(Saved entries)
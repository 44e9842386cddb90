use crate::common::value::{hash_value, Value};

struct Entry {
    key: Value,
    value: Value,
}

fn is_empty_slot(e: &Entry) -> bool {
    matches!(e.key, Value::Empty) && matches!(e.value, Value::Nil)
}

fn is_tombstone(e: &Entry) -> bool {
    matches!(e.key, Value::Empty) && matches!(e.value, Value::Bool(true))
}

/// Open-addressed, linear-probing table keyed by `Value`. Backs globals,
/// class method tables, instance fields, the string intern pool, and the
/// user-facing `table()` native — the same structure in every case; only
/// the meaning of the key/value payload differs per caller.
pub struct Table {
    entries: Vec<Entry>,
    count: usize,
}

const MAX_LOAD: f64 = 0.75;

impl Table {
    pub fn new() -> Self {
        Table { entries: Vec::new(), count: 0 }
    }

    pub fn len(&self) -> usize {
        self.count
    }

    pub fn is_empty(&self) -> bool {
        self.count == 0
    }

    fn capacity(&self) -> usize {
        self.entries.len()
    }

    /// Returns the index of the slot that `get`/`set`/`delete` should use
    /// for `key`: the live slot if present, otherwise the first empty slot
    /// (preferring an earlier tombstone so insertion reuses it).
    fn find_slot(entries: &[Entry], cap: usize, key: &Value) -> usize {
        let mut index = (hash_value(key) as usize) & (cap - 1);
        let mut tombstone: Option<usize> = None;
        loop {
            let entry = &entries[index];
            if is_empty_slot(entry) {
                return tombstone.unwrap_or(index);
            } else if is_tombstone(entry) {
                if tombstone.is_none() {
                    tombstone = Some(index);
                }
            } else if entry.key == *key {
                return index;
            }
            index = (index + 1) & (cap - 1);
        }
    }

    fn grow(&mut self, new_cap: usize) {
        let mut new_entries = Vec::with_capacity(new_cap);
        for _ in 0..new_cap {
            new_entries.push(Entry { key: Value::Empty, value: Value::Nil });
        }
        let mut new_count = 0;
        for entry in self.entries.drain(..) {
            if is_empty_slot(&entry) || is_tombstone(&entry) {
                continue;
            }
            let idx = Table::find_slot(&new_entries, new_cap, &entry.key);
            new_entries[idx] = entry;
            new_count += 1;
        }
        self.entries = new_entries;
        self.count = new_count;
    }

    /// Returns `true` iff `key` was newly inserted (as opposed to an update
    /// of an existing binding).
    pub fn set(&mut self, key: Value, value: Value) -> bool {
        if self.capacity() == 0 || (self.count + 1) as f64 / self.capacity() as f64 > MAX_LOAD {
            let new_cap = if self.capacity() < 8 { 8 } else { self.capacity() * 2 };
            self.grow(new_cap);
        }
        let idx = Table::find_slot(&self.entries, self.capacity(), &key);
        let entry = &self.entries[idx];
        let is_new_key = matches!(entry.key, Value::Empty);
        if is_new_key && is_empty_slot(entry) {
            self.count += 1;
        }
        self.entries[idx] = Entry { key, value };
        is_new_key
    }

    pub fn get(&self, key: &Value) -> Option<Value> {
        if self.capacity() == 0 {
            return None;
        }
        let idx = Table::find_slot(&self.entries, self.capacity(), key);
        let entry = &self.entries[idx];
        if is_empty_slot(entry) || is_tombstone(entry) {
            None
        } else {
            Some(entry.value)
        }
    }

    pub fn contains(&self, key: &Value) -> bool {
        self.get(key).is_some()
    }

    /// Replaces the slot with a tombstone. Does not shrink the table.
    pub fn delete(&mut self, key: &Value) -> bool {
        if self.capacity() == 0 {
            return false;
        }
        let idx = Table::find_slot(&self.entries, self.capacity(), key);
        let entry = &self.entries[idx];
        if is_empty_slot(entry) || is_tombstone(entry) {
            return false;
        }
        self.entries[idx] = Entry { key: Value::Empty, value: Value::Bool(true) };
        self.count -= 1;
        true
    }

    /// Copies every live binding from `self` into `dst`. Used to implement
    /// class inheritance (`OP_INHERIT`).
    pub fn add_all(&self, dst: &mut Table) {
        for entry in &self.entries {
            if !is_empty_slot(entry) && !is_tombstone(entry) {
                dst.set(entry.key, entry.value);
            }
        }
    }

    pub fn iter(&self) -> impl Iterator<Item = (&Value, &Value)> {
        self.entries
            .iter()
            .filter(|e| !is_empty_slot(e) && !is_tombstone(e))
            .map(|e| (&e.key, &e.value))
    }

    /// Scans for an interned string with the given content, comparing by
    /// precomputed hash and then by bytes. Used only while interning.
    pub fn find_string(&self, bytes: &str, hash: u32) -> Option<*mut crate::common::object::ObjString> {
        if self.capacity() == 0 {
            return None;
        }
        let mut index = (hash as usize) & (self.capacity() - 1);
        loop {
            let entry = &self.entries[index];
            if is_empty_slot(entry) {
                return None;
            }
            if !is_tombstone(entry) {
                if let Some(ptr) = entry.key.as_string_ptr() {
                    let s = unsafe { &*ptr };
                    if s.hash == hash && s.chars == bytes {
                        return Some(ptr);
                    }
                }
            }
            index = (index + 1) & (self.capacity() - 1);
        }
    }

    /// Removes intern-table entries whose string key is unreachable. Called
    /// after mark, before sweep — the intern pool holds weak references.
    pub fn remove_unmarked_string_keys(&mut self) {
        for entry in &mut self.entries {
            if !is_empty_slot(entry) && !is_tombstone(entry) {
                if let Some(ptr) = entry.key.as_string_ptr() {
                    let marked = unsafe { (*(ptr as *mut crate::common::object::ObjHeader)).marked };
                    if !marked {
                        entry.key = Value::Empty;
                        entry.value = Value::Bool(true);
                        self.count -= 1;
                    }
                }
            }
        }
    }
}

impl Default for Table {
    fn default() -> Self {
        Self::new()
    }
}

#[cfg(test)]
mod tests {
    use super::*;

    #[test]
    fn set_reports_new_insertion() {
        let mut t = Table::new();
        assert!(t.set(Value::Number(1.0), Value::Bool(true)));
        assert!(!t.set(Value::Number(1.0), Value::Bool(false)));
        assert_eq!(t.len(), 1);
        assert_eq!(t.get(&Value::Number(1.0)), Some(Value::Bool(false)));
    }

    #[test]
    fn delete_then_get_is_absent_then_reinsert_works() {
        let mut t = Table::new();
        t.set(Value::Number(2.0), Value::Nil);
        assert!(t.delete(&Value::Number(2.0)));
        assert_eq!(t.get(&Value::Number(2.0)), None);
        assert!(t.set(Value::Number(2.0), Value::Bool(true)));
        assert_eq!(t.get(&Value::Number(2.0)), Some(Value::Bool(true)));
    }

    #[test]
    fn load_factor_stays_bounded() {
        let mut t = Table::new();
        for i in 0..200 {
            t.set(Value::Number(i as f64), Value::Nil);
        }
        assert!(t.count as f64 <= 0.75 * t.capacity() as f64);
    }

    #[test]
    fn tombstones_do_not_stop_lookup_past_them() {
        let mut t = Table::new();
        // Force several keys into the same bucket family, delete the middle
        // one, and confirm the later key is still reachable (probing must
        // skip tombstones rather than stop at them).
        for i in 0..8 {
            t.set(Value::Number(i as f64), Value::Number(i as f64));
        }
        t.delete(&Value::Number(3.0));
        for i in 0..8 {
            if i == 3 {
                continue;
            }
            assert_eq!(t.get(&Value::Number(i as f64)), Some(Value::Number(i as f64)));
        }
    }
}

■ Task description ■
Each line of the entries holding the string "Used" should be found and copied.

■ Solution ■
    /// Copies every live binding from `self` into `dst`. Used to implement
    /// precomputed hash and then by bytes. Used only while interning.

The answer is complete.